Please write out each entry that follows, keeping it exactly the same.

[[ Records provided, beginning ]]

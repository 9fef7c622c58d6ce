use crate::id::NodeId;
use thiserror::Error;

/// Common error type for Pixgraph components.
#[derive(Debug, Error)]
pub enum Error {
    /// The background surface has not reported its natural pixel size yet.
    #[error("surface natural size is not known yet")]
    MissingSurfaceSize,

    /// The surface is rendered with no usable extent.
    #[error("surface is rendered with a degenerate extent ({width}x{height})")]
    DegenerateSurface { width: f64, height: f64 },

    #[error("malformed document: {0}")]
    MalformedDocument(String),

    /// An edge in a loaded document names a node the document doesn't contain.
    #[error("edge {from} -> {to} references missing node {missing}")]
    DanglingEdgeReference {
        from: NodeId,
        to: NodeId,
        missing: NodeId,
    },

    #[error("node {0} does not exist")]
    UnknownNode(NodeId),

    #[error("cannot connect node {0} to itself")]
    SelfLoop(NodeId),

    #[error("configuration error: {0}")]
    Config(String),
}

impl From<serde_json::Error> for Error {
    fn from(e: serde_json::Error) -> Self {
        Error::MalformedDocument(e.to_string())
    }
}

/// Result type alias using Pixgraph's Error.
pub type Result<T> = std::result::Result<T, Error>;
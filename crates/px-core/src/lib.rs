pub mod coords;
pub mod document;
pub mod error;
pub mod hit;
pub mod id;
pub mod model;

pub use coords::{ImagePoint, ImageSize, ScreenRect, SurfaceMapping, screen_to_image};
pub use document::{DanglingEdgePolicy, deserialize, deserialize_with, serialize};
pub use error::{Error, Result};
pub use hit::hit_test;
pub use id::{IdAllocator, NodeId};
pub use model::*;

[[ Records provided, end ]]

--- Problem solution ---
repository 9fef7c622c58d6ce
use crate::id::NodeId;
use thiserror::Error;

/// Common error type for Pixgraph components.
#[derive(Debug, Error)]
pub enum Error {
    /// The background surface has not reported its natural pixel size yet.
    #[error("surface natural size is not known yet")]
    MissingSurfaceSize,

    /// The surface is rendered with no usable extent.
    #[error("surface is rendered with a degenerate extent ({width}x{height})")]
    DegenerateSurface { width: f64, height: f64 },

    #[error("malformed document: {0}")]
    MalformedDocument(String),

    /// An edge in a loaded document names a node the document doesn't contain.
    #[error("edge {from} -> {to} references missing node {missing}")]
    DanglingEdgeReference {
        from: NodeId,
        to: NodeId,
        missing: NodeId,
    },

    #[error("node {0} does not exist")]
    UnknownNode(NodeId),

    #[error("cannot connect node {0} to itself")]
    SelfLoop(NodeId),

    #[error("configuration error: {0}")]
    Config(String),
}

impl From<serde_json::Error> for Error {
    fn from(e: serde_json::Error) -> Self {
        Error::MalformedDocument(e.to_string())
    }
}

/// Result type alias using Pixgraph's Error.
pub type Result<T> = std::result::Result<T, Error>;
filename crates/px-core/src/lib.rs
pub mod coords;
pub mod document;
pub mod error;
pub mod hit;
pub mod id;
pub mod model;

pub use coords::{ImagePoint, ImageSize, ScreenRect, SurfaceMapping, screen_to_image};
pub use document::{DanglingEdgePolicy, deserialize, deserialize_with, serialize};
pub use error::{Error, Result};
pub use hit::hit_test;
pub use id::{IdAllocator, NodeId};
pub use model::*;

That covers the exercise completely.